■ジモティに愛される茹で豚専門の100年食堂

 ここから釜山駅方面へ坂を降りていくと「平山屋(ピョンサノク)」という食堂がある。Korail釜山駅からなら、10分ほど坂を上った場所だ。「草梁1941」と同じくこの店の歴史は長く、創業100年の老舗食堂である。

 客の誰もが注文するスユッ(スユク、茹で豚)は、1人前1万ウォンと懐に優しい。小皿にたっぷりと盛り付けられた厚みのあるスユッは、ほんのり温かく食欲をそそる。

 柔らかく煮込まれた赤身部分もいいが、脂身の甘さがたまらない。
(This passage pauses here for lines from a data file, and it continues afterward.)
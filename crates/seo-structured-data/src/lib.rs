//! Schema.org structured data for catalog and content entities.
//!
//! A [`Generator`] describes one schema.org type. The blanket
//! [`GeneratorExt::generate`] wraps every generator with caching, `@context`
//! and `@type` defaults and failure logging. A [`GeneratorPool`] runs all
//! registered generators for an entity; [`JsonLd`] turns the documents into
//! `<script type="application/ld+json">` tags and [`SchemaValidator`] checks
//! them against schema.org expectations.
//!
//! # Example
//!
//! ```
//! use std::sync::Arc;
//! use seo_catalog::{Entity, MemoryCatalog, Product, StoreContext, WebsiteContext};
//! use seo_structured_data::{GenerationContext, GeneratorContext, GeneratorPool, JsonLd};
//! use seo_template::ProcessorContext;
//!
//! let processors = ProcessorContext::new(
//!     StoreContext::default(),
//!     WebsiteContext::default(),
//!     Arc::new(MemoryCatalog::new()),
//! );
//! let pool = GeneratorPool::with_defaults(GeneratorContext::new(processors));
//!
//! let bag = Entity::from(Product { id: 1, name: "Duffle".to_owned(), price: Some(34.0), ..Product::default() });
//! let documents = pool.generate(&bag, &GenerationContext::new());
//! let html = JsonLd::render_multiple(&documents);
//! assert_eq!(html.matches("<script").count(), 2);
//! ```

mod context;
mod error;
mod generator;
pub mod generators;
mod helpers;
mod jsonld;
mod pool;
mod validator;

pub use context::{
    DEFAULT_STRUCTURED_DATA_TTL, GeneratorContext, OrganizationInfo, SCHEMA_CONTEXT,
    STRUCTURED_DATA_CACHE_TAG, SchemaSettings,
};
pub use error::GenerateError;
pub use generator::{GenerationContext, Generator, GeneratorExt, StructuredData};
pub use helpers::{DescriptionLimit, clean_description, clean_url, iso_date};
pub use jsonld::JsonLd;
pub use pool::GeneratorPool;
pub use validator::SchemaValidator;
//! Extension trait for [`Cache`] with typed convenience methods.

use std::time::Duration;

use serde::Serialize;
use serde::de::DeserializeOwned;

use crate::Cache;

/// Typed, failure-tolerant convenience methods for [`Cache`].
///
/// Provides `load_json`/`save_json` for serde-serializable types and
/// `load_string`/`save_string` for UTF-8 strings. Backend errors are logged
/// and swallowed: a failing load is a miss, a failing write is a no-op. This
/// keeps every caller correct when the cache is unavailable, at the cost of
/// recomputing.
///
/// # Example
///
/// ```
/// use seo_cache::{CacheExt, MemoryCache};
/// use serde::{Deserialize, Serialize};
///
/// #[derive(Serialize, Deserialize)]
/// struct Tags { title: String }
///
/// let cache = MemoryCache::new();
/// cache.save_json("tags", &Tags { title: "Hello".into() }, &["meta"], None);
/// let data: Option<Tags> = cache.load_json("tags");
/// assert_eq!(data.unwrap().title, "Hello");
/// ```
pub trait CacheExt: Cache {
    /// Retrieve a JSON-deserialized value from the cache.
    ///
    /// Returns `None` on miss, backend failure, or deserialization failure.
    fn load_json<T: DeserializeOwned>(&self, key: &str) -> Option<T> {
        let bytes = load_logged(self, key)?;
        match serde_json::from_slice(&bytes) {
            Ok(value) => Some(value),
            Err(e) => {
                tracing::debug!(key, error = %e, "Discarding undecodable cache entry");
                None
            }
        }
    }

    /// Store a value as JSON in the cache.
    ///
    /// Silently does nothing if serialization or the backend fails.
    fn save_json<T: Serialize>(&self, key: &str, value: &T, tags: &[&str], ttl: Option<Duration>) {
        match serde_json::to_vec(value) {
            Ok(bytes) => save_logged(self, key, &bytes, tags, ttl),
            Err(e) => tracing::debug!(key, error = %e, "Failed to serialize cache entry"),
        }
    }

    /// Retrieve a cached UTF-8 string.
    ///
    /// Returns `None` on miss, backend failure, or invalid UTF-8.
    fn load_string(&self, key: &str) -> Option<String> {
        let bytes = load_logged(self, key)?;
        String::from_utf8(bytes).ok()
    }

    /// Store a string value in the cache.
    fn save_string(&self, key: &str, value: &str, tags: &[&str], ttl: Option<Duration>) {
        save_logged(self, key, value.as_bytes(), tags, ttl);
    }

    /// Remove an entry, logging backend failures.
    fn remove_logged(&self, key: &str) {
        if let Err(e) = self.remove(key) {
            tracing::warn!(key, error = %e, "Cache remove failed");
        }
    }

    /// Clean tags, logging backend failures.
    fn clean_logged(&self, tags: &[&str]) {
        if let Err(e) = self.clean(tags) {
            tracing::warn!(?tags, error = %e, "Cache clean failed");
        }
    }
}

impl<C: Cache + ?Sized> CacheExt for C {}

fn load_logged<C: Cache + ?Sized>(cache: &C, key: &str) -> Option<Vec<u8>> {
    match cache.load(key) {
        Ok(value) => value,
        Err(e) => {
            tracing::warn!(key, error = %e, "Cache load failed, treating as miss");
            None
        }
    }
}

fn save_logged<C: Cache + ?Sized>(
    cache: &C,
    key: &str,
    value: &[u8],
    tags: &[&str],
    ttl: Option<Duration>,
) {
    if let Err(e) = cache.save(key, value, tags, ttl) {
        tracing::warn!(key, error = %e, "Cache save failed");
    }
}

#[cfg(test)]
mod tests {
    use super::*;
    use crate::{CacheError, MemoryCache, NullCache};

    /// Backend that fails every operation.
    struct BrokenCache;

    impl Cache for BrokenCache {
        fn load(&self, _key: &str) -> Result<Option<Vec<u8>>, CacheError> {
            Err(CacheError::Unavailable("down".to_owned()))
        }

        fn save(
            &self,
            _key: &str,
            _value: &[u8],
            _tags: &[&str],
            _ttl: Option<Duration>,
        ) -> Result<(), CacheError> {
            Err(CacheError::Unavailable("down".to_owned()))
        }

        fn remove(&self, _key: &str) -> Result<bool, CacheError> {
            Err(CacheError::Unavailable("down".to_owned()))
        }

        fn clean(&self, _tags: &[&str]) -> Result<(), CacheError> {
            Err(CacheError::Unavailable("down".to_owned()))
        }
    }

    #[test]
    fn test_json_roundtrip() {
        let cache = MemoryCache::new();
        cache.save_json("k", &vec!["a", "b"], &[], None);

        let value: Option<Vec<String>> = cache.load_json("k");
        assert_eq!(value, Some(vec!["a".to_owned(), "b".to_owned()]));
    }

    #[test]
    fn test_load_json_wrong_shape_is_miss() {
        let cache = MemoryCache::new();
        cache.save_string("k", "not json", &[], None);

        let value: Option<Vec<String>> = cache.load_json("k");
        assert_eq!(value, None);
    }

    #[test]
    fn test_broken_backend_is_a_miss() {
        let cache = BrokenCache;

        cache.save_string("k", "v", &["t"], None);
        assert_eq!(cache.load_string("k"), None);
        cache.remove_logged("k");
        cache.clean_logged(&["t"]);
    }

    #[test]
    fn test_null_cache_through_ext() {
        let cache = NullCache;
        cache.save_string("k", "v", &[], None);
        assert_eq!(cache.load_string("k"), None);
    }
}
細切り大根の唐辛子和え、ニラの和え物、白菜キムチが添えられていて、スユッに載せて食べるとたまらない。

 特筆したいのが特製ソースの味だ。味噌、辛子、粉唐辛子、酢の風味とリンゴや梨などフルーツの甘さを感じた。店主にソースの材料を教えてほしいと頼んでみたが、「企業秘密」だと一蹴された。これぞまさに秘伝の味だ。

「平山屋」で誰もが注文するスユッ(茹で豚)は肉の美味しさもさることながら、特製ソースが絶品で肉のうまみを引き立ててくれる

 後から来た常連の男性3人組が、メニューにはない何かをオーダーした。すかさず店のアジュンマに「あれは何か」と尋ねたところ「ユクス」との返事。

 ユクスとはスユッを茹でたときの出汁で、メニューにあるククス(温かい)にも使われているそうだ。釜山の焼酎C1との相性もピッタリ。ユクスをリクエストした客には、サービスで提供しているという。その心意気がすばらしい。

「草梁1941」と「平山屋」、どちらも末永くその味と歴史を守り続けてほしい。